On the other hand, while both firms and consumers believe the economy is in good shape, with job prospects, neither are seeing these positive realities reflected in their lives and businesses.

“At first glance, this may seem somewhat contradictory, but as we from the consumer confidence data, there is a consistent pattern between the two,” said Anderson.

The Survey of Consumer and Business Confidence is published by the Jamaica Conference Board, an affiliate of the Jamaica Chamber of Commerce.

“It is clear that consumers have positive view of the economy and the direction it appears to be taking and future job prospects. It is nonetheless important to note that whilst they feel that there is growth in the economy, they do not feel this trickling down to them,” Anderson said.

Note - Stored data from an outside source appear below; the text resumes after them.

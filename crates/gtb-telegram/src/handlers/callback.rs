use std::sync::Arc;

use teloxide::prelude::*;

use gtb_core::{
    domain::{ChatId, MessageId, MessageRef, UserId},
    i18n::{Key, Lang},
    messaging::types::{InlineButton, InlineKeyboard},
};

use crate::router::{Announcement, AppState};

use super::photo::process_photo_task;

pub async fn handle_callback(
    bot: Bot,
    q: CallbackQuery,
    state: Arc<AppState>,
) -> ResponseResult<()> {
    let cb_id = q.id.clone();
    let data = q.data.clone().unwrap_or_default();
    let user_id = UserId(q.from.id.0 as i64);

    let Some(message) = q.message.as_ref() else {
        let _ = state.messenger.answer_callback_query(&cb_id, None).await;
        return Ok(());
    };
    let chat = ChatId(message.chat.id.0);
    let msg_ref = MessageRef {
        chat_id: chat,
        message_id: MessageId(message.id.0),
    };
    let is_admin = user_id.0 == state.cfg.admin_id;

    // Language selection
    if let Some(code) = data.strip_prefix("lang_") {
        if let Some(lang) = Lang::from_code(code) {
            state.prefs.set(user_id, lang);
            let _ = state
                .messenger
                .edit_text(msg_ref, state.prefs.text_for(user_id, Key::LanguageSelected))
                .await;
        }
        let _ = state.messenger.answer_callback_query(&cb_id, None).await;
        return Ok(());
    }

    // Photo disambiguation: task or receipt
    if data == "img_task" || data == "img_receipt" {
        let _ = state.messenger.answer_callback_query(&cb_id, None).await;

        let pending = state.pending_photos.lock().await.remove(&user_id.0);
        let Some(pending) = pending else {
            let _ = state
                .messenger
                .send_text(chat, state.prefs.text_for(user_id, Key::PhotoNotFound))
                .await;
            return Ok(());
        };

        if data == "img_task" {
            if !state.orch.ensure_access(chat, user_id).await {
                return Ok(());
            }
            process_photo_task(
                &state,
                chat,
                user_id,
                pending.bytes,
                pending.caption.as_deref(),
            )
            .await;
            return Ok(());
        }

        // img_receipt
        match state.receipts.submit(user_id, &pending.bytes) {
            Ok(true) => {}
            Ok(false) => {
                let _ = state
                    .messenger
                    .send_text(chat, state.prefs.text_for(user_id, Key::ReceiptAlreadySent))
                    .await;
                return Ok(());
            }
            Err(e) => {
                tracing::error!(user = user_id.0, "receipt store failed: {e}");
                let _ = state
                    .messenger
                    .send_text(chat, state.prefs.text_for(user_id, Key::UpstreamFailed))
                    .await;
                return Ok(());
            }
        }

        let admin_chat = ChatId(state.cfg.admin_id);
        let caption = format!("👤 New receipt from user ID: {}", user_id.0);
        let keyboard = InlineKeyboard::row(vec![
            InlineButton::new("✅ Approve", format!("approve_{}", user_id.0)),
            InlineButton::new("❌ Reject", format!("reject_{}", user_id.0)),
        ]);
        if state
            .messenger
            .send_photo_bytes(admin_chat, pending.bytes, Some(&caption), Some(keyboard))
            .await
            .is_err()
        {
            let _ = state
                .messenger
                .send_text(
                    admin_chat,
                    &format!("⚠ Could not send receipt photo from user {}", user_id.0),
                )
                .await;
        }

        let _ = state
            .messenger
            .send_text(chat, state.prefs.text_for(user_id, Key::ReceiptReceived))
            .await;
        return Ok(());
    }

    // Everything below is admin-only.
    if !is_admin {
        let _ = state
            .messenger
            .answer_callback_query(&cb_id, Some("Admin only."))
            .await;
        return Ok(());
    }

    if let Some(uid) = data.strip_prefix("delete_").and_then(|s| s.parse::<i64>().ok()) {
        let target = UserId(uid);
        if state.ledger.is_subscribed(target) {
            state.ledger.revoke_subscription(target);
            let _ = state
                .messenger
                .send_text(
                    ChatId(uid),
                    state.prefs.text_for(target, Key::SubscriptionRevoked),
                )
                .await;
            let _ = state
                .messenger
                .edit_text(msg_ref, &format!("✅ Subscriber {uid} removed."))
                .await;
            let _ = state.messenger.answer_callback_query(&cb_id, None).await;
        } else {
            let _ = state
                .messenger
                .answer_callback_query(&cb_id, Some("Already removed."))
                .await;
        }
        return Ok(());
    }

    if let Some(uid) = data.strip_prefix("approve_").and_then(|s| s.parse::<i64>().ok()) {
        let target = UserId(uid);
        if !state.receipts.contains(target) {
            let _ = state
                .messenger
                .answer_callback_query(&cb_id, Some("Already processed."))
                .await;
            return Ok(());
        }

        let days = state.cfg.subscription_days;
        state.ledger.grant_subscription(target, days);
        if let Err(e) = state.receipts.remove(target) {
            tracing::error!(user = uid, "receipt cleanup failed: {e}");
        }

        let notice = state
            .prefs
            .text_for(target, Key::SubscriptionActivated)
            .replace("{days}", &days.to_string());
        let _ = state.messenger.send_text(ChatId(uid), &notice).await;

        edit_verdict(&bot, message, &format!("✅ Request from user ID: {uid} approved.")).await;
        let _ = state.messenger.answer_callback_query(&cb_id, None).await;
        return Ok(());
    }

    if let Some(uid) = data.strip_prefix("reject_").and_then(|s| s.parse::<i64>().ok()) {
        let target = UserId(uid);
        if !state.receipts.contains(target) {
            let _ = state
                .messenger
                .answer_callback_query(&cb_id, Some("Already processed."))
                .await;
            return Ok(());
        }

        if let Err(e) = state.receipts.remove(target) {
            tracing::error!(user = uid, "receipt cleanup failed: {e}");
        }
        let _ = state
            .messenger
            .send_text(ChatId(uid), state.prefs.text_for(target, Key::RequestRejected))
            .await;

        edit_verdict(&bot, message, &format!("❌ Request from user ID: {uid} rejected.")).await;
        let _ = state.messenger.answer_callback_query(&cb_id, None).await;
        return Ok(());
    }

    if data == "cancel_announcement" {
        *state.announcement.lock().await = Announcement::Idle;
        let _ = state.messenger.edit_text(msg_ref, "❌ Cancelled.").await;
        let _ = state.messenger.answer_callback_query(&cb_id, None).await;
        return Ok(());
    }

    if data == "send_announcement" {
        let draft = {
            let mut ann = state.announcement.lock().await;
            match std::mem::take(&mut *ann) {
                Announcement::Draft(text) => Some(text),
                other => {
                    *ann = other;
                    None
                }
            }
        };
        let Some(text) = draft else {
            let _ = state
                .messenger
                .answer_callback_query(&cb_id, Some("Nothing to send."))
                .await;
            return Ok(());
        };

        let _ = state.messenger.edit_text(msg_ref, "📤 Sending...").await;
        let (sent, failed) = state
            .orch
            .broadcast_to_subscribers(&format!("📢\n\n{text}"))
            .await;
        let _ = state
            .messenger
            .edit_text(msg_ref, &format!("✅ Done.\n\nSent: {sent}\nFailed: {failed}"))
            .await;
        let _ = state.messenger.answer_callback_query(&cb_id, None).await;
        return Ok(());
    }

    let _ = state.messenger.answer_callback_query(&cb_id, None).await;
    Ok(())
}

/// Verdict messages may be photo captions or plain text; try the caption
/// edit first.
async fn edit_verdict(bot: &Bot, message: &Message, text: &str) {
    let caption_edit = bot
        .edit_message_caption(message.chat.id, message.id)
        .caption(text.to_string())
        .await;
    if caption_edit.is_err() {
        let _ = bot
            .edit_message_text(message.chat.id, message.id, text.to_string())
            .await;
    }
}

Anderson, however, pointed out that “when we talk about improvements in job prospects, we are not saying that consumers believe that jobs are going to become available, but that fewer think negatively about the situation.”

Consumers are also skeptical about their income increases and are concerned about the level of unemployment.

“They are very circumspect with regard to their buying intention for things such as a car, a home or vacation,” Anderson said.

According to the survey results, the trend in future purchase plans remained unchanged with consumers more optimistic about taking a vacation (29 per cent) than they were about buying a car (13 per cent) or a home (7 per cent). But the proportion of consumers who anticipated making a purchase declined for each item.

Despite their optimism about business conditions and the economy, consumers did not anticipate a change in their personal finance.

As for the profitability of their businesses, the proportion of firms with profits exceeding expectations was 18 per cent in the second quarter of 2018, representing no meaningful change from the 17 per cent recorded in the first quarter.